10.2 Диагностика гетерозиготного носительства и определение генетического риска моногенных заболеваний

Молекулярно-генетическая диагностика проводится прямым методом (если при этом анализируют ген, непосредственно вовлеченный в патологию) или косвенным (при помощи ассоциированных с заболеванием ДНК-маркеров). Основными методами молекулярно-генетической диагностики являются ПЦР и секвенирование (разделы 7.5 и 7.6). Биологическим образцом для выделения ДНК может быть любая ткань. Чаще используют соскоб буккального эпителия (с внутренней стороны щеки), периферическую кровь или волосяные луковицы, потому что их получение наименее травматично. Для диагностики наследственных заболеваний у умерших можно использовать костные останки или фрагменты мумий. Выделение ДНК проводят фенол-хлороформным методом или путем очистки на колонках. Результаты ПЦР обычно анализируют при помощи капиллярного электрофореза (рисунок Рисунок X, 2; раздел 7.5). Молекулярно-генетическая диагностика может проводиться как пренатально, так и в любом возрасте после рождения, так как ДНК не изменяется в онтогенезе.
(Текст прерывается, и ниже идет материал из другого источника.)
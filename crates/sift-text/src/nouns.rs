//! Noun frequency counting over a text column.

use std::{collections::HashMap, path::Path};

use sift_frame::{CountTable, Frame};
use tracing::debug;

use crate::error::TextError;

/// Key column name of a noun frequency table.
pub const TERMS_COLUMN: &str = "TERMS";

/// Count column name of a persisted noun frequency table.
pub const FREQUENCY_COLUMN: &str = "FREQUENCY";

/// A morphological analyzer able to pick the nouns out of a text.
pub trait NounAnalyzer {
    /// Returns the nouns of `text`, in order of appearance, repeats included.
    fn nouns(&self, text: &str) -> Vec<String>;
}

impl<F> NounAnalyzer for F
where
    F: Fn(&str) -> Vec<String>,
{
    fn nouns(&self, text: &str) -> Vec<String> {
        self(text)
    }
}

/// Counts noun occurrences across every document of `column`.
///
/// Nouns seen fewer than `min_count` times are dropped. The result is ordered by descending
/// frequency; equal frequencies keep first-seen order.
pub fn noun_frequencies(
    frame: &Frame,
    column: &str,
    analyzer: &dyn NounAnalyzer,
    min_count: u64,
) -> Result<CountTable<String>, TextError> {
    let docs = frame.column(column)?.values();

    let mut index: HashMap<String, usize> = HashMap::new();
    let mut counts: Vec<(String, u64)> = Vec::new();
    for doc in docs.iter().filter(|v| !v.is_null()) {
        for noun in analyzer.nouns(&doc.render()) {
            match index.get(&noun) {
                Some(&slot) => counts[slot].1 += 1,
                None => {
                    index.insert(noun.clone(), counts.len());
                    counts.push((noun, 1));
                }
            }
        }
    }

    counts.retain(|&(_, n)| n >= min_count);
    counts.sort_by(|a, b| b.1.cmp(&a.1));

    debug!(
        column,
        documents = docs.len(),
        terms = counts.len(),
        min_count,
        "noun frequencies done"
    );
    Ok(CountTable::new(TERMS_COLUMN, counts))
}

/// Writes a frequency table as CSV with a `TERMS,FREQUENCY` header.
pub fn write_frequencies(table: &CountTable<String>, path: &Path) -> Result<(), TextError> {
    let csv_err = |source| TextError::Csv {
        path: path.to_path_buf(),
        source,
    };

    let mut wtr = csv::Writer::from_path(path).map_err(csv_err)?;
    wtr.write_record([TERMS_COLUMN, FREQUENCY_COLUMN])
        .map_err(csv_err)?;
    for row in table.rows() {
        let count = row.count.to_string();
        wtr.write_record([row.key.as_str(), count.as_str()])
            .map_err(csv_err)?;
    }
    wtr.flush().map_err(|e| csv_err(e.into()))?;
    debug!(path = %path.display(), terms = table.len(), "wrote noun frequencies");
    Ok(())
}

#[cfg(test)]
mod tests {
    use std::fs;

    use sift_frame::{Column, Value};

    use super::*;

    /// Treats every whitespace-separated word of two or more characters as a noun.
    fn words(text: &str) -> Vec<String> {
        text.split_whitespace()
            .filter(|w| w.chars().count() > 1)
            .map(str::to_string)
            .collect()
    }

    fn docs() -> Frame {
        Frame::new(vec![Column::new(
            "text",
            vec![
                Value::from("cafe latte cafe"),
                Value::from("latte art"),
                Value::Null,
                Value::from("cafe a"),
            ],
        )])
        .unwrap()
    }

    #[test]
    fn counts_every_occurrence() {
        let table = noun_frequencies(&docs(), "text", &words, 1).unwrap();
        let rows: Vec<_> = table.rows().iter().map(|r| (r.key.as_str(), r.count)).collect();
        assert_eq!(rows, vec![("cafe", 3), ("latte", 2), ("art", 1)]);
        assert_eq!(table.key_name(), TERMS_COLUMN);
    }

    #[test]
    fn min_count_filters() {
        let table = noun_frequencies(&docs(), "text", &words, 2).unwrap();
        assert_eq!(table.len(), 2);
    }

    #[test]
    fn missing_column() {
        let err = noun_frequencies(&docs(), "body", &words, 1).unwrap_err();
        assert!(matches!(err, TextError::Frame(_)));
    }

    #[test]
    fn writes_terms_and_frequency() {
        let dir = tempfile::tempdir().unwrap();
        let path = dir.path().join("nouns.csv");
        let table = noun_frequencies(&docs(), "text", &words, 2).unwrap();
        write_frequencies(&table, &path).unwrap();
        assert_eq!(
            fs::read_to_string(&path).unwrap(),
            "TERMS,FREQUENCY\ncafe,3\nlatte,2\n"
        );
    }
}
Рисунок X, 2.Схема наиболее типичного способа молекулярно-генетической диагностики.

Расчет генетического риска при моногенных заболеваниях основан на законах Менделя (глава II). Если один из супругов является гомозиготой по аллелю дикого типа (отсутствие заболевания), а генотип второго супруга не известен, то риск рождения больного ребенка соответствует частоте встречаемости данного заболевания в популяции. При полной пенетрантности в семье гетерозигот по аутосомно-рецессивному заболеванию риск рождения больного ребенка – 0,25. При неполной пенетрантности необходимо внести поправку. Например, при пенетрантности 80% у гетерозигот по аутосомно-рецессивному заболеванию риск составит 0,25 x 0,8 = 0,2. В случае аутосомно-доминантных заболеваний с поздней манифестацией вносят дополнительные поправки с учетом возраста пробанда.

Контрольные вопросы и задания к главе X

1. У пациента обнаружено три тельца Барра. Каков его предполагаемый кариотип?

2. Оба супруга – гетерозиготы по мутации гена LCT. Каков риск рождения ребенка с непероносимостью лактозы?

3. Рассчитайте генетический риск рождения мальчика с синдромом Леша-Нихена у гетерозиготной по мутации гена HPRT1 матери и здорового отца.

Дополнительная литература к главе X

Н.П. Бочков. Клиническая генетика // М.: Гэотар-Мед. 2002. – 457 С.